TASK PROMPT
Using the data below, return all lines in which "Original" appears.

DATA FOR ANALYSIS

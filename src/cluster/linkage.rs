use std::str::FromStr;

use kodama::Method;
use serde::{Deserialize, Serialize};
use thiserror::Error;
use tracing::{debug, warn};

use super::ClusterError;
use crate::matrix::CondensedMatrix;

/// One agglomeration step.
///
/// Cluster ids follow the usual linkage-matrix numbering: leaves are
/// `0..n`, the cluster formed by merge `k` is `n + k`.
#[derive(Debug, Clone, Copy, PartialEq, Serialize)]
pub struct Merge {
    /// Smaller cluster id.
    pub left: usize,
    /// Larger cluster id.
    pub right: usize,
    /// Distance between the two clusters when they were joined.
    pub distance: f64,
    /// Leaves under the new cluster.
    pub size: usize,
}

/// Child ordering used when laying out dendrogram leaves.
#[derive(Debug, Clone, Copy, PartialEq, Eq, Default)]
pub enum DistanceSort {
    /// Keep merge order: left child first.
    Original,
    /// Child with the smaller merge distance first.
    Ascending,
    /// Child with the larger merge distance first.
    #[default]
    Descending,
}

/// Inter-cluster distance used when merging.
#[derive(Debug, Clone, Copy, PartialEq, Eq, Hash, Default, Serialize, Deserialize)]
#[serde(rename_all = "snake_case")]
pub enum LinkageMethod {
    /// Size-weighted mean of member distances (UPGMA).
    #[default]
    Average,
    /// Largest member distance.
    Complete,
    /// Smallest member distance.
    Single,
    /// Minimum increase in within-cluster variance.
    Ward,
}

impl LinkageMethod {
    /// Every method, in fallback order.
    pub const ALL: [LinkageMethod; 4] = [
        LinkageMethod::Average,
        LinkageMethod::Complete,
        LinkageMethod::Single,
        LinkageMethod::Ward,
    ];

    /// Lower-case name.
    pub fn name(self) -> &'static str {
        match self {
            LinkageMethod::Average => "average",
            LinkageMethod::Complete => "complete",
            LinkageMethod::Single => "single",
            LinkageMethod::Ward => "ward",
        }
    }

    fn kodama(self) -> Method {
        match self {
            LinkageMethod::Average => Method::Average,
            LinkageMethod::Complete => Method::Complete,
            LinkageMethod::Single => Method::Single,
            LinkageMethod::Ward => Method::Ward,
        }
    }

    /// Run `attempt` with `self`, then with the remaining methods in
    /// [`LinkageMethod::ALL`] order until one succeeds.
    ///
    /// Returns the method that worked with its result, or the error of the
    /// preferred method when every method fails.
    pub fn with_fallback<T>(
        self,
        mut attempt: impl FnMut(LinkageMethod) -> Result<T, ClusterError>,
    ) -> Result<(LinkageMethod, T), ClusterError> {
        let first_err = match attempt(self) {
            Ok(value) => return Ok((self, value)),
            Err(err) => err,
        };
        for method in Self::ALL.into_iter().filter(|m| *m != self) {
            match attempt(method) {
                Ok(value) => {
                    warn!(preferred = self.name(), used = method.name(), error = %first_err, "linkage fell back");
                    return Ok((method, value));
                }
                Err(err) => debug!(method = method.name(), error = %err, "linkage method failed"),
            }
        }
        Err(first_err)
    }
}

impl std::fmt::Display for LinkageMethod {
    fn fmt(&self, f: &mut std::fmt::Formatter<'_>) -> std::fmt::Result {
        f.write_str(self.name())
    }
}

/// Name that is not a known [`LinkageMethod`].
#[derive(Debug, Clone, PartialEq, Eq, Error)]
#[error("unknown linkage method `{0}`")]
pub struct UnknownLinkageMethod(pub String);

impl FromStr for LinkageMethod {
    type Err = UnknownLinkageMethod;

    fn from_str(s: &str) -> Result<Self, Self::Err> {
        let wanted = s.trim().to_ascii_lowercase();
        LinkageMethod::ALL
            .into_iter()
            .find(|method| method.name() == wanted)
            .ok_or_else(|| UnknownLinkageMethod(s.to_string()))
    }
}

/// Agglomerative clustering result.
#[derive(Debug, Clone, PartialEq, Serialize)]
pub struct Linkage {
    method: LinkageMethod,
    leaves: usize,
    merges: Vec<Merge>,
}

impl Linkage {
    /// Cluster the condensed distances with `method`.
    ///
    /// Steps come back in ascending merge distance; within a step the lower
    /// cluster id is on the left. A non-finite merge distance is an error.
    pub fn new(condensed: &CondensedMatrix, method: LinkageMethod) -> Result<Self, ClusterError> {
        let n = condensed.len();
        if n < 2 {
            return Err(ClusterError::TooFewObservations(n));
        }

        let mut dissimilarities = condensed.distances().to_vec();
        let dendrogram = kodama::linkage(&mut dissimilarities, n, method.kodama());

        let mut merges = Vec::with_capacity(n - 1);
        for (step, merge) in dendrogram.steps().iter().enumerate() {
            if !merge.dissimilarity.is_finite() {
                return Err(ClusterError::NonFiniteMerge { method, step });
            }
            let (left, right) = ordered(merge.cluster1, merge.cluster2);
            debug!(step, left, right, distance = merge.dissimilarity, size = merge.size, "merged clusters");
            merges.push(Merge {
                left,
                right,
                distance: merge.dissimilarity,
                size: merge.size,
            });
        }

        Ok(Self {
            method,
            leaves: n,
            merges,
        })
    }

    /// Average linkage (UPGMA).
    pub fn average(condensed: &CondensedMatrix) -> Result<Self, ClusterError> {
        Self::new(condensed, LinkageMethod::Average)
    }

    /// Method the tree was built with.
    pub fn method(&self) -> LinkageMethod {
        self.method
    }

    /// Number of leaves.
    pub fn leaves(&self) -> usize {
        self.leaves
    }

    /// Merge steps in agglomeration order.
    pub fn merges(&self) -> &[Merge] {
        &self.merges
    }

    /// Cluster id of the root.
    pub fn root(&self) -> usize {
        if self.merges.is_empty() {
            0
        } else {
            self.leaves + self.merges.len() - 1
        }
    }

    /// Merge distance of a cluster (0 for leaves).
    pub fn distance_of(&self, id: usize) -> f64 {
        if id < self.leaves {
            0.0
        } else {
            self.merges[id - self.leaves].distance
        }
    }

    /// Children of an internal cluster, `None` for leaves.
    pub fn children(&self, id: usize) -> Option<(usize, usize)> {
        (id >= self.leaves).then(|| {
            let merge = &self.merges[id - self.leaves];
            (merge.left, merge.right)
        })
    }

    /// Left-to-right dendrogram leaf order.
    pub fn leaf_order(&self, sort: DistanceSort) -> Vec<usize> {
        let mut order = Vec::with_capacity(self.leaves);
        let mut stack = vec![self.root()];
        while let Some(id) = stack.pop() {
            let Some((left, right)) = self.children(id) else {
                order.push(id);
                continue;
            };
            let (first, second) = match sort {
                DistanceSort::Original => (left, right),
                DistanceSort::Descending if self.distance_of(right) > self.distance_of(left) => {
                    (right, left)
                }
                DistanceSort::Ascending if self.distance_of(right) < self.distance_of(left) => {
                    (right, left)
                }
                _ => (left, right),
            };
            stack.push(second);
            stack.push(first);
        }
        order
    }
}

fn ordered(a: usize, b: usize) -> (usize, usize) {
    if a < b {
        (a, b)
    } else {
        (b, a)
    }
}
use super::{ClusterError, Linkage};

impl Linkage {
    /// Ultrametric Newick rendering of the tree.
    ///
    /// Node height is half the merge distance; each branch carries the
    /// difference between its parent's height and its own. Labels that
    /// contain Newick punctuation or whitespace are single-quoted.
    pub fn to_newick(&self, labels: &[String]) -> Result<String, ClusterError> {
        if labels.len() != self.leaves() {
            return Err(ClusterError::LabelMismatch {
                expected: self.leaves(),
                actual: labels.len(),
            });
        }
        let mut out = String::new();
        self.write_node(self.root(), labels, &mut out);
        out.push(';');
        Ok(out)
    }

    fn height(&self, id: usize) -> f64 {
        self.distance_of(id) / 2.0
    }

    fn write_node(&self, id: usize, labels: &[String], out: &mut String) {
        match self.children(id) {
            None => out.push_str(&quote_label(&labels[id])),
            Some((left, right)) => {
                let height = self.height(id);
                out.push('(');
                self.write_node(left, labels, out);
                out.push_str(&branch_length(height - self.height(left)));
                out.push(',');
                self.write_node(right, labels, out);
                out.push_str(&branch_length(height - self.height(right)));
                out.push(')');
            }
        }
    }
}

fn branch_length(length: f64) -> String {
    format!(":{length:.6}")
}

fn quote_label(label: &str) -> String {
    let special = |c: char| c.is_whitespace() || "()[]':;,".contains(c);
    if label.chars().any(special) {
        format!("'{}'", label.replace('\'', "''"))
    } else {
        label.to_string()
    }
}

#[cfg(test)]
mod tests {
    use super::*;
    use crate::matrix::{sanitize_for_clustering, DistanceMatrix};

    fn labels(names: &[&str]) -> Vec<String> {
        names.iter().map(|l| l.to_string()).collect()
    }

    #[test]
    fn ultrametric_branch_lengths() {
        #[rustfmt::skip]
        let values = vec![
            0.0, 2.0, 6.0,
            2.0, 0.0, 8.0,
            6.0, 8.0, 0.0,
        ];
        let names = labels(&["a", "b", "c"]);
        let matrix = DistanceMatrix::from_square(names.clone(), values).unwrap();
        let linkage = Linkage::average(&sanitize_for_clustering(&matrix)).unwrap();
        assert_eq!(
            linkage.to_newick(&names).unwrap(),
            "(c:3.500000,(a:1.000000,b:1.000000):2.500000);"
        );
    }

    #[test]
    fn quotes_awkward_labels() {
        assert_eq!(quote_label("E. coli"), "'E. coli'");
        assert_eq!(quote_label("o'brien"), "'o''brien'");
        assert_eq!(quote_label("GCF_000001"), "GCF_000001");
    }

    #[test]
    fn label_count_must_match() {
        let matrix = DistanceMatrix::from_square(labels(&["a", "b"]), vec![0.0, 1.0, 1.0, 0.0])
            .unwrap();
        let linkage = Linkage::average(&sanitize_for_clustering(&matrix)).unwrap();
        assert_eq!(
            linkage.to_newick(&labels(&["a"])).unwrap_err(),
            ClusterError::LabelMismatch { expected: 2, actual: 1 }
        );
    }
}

EXERCISE RESULT
    Original,
                DistanceSort::Original => (left, right),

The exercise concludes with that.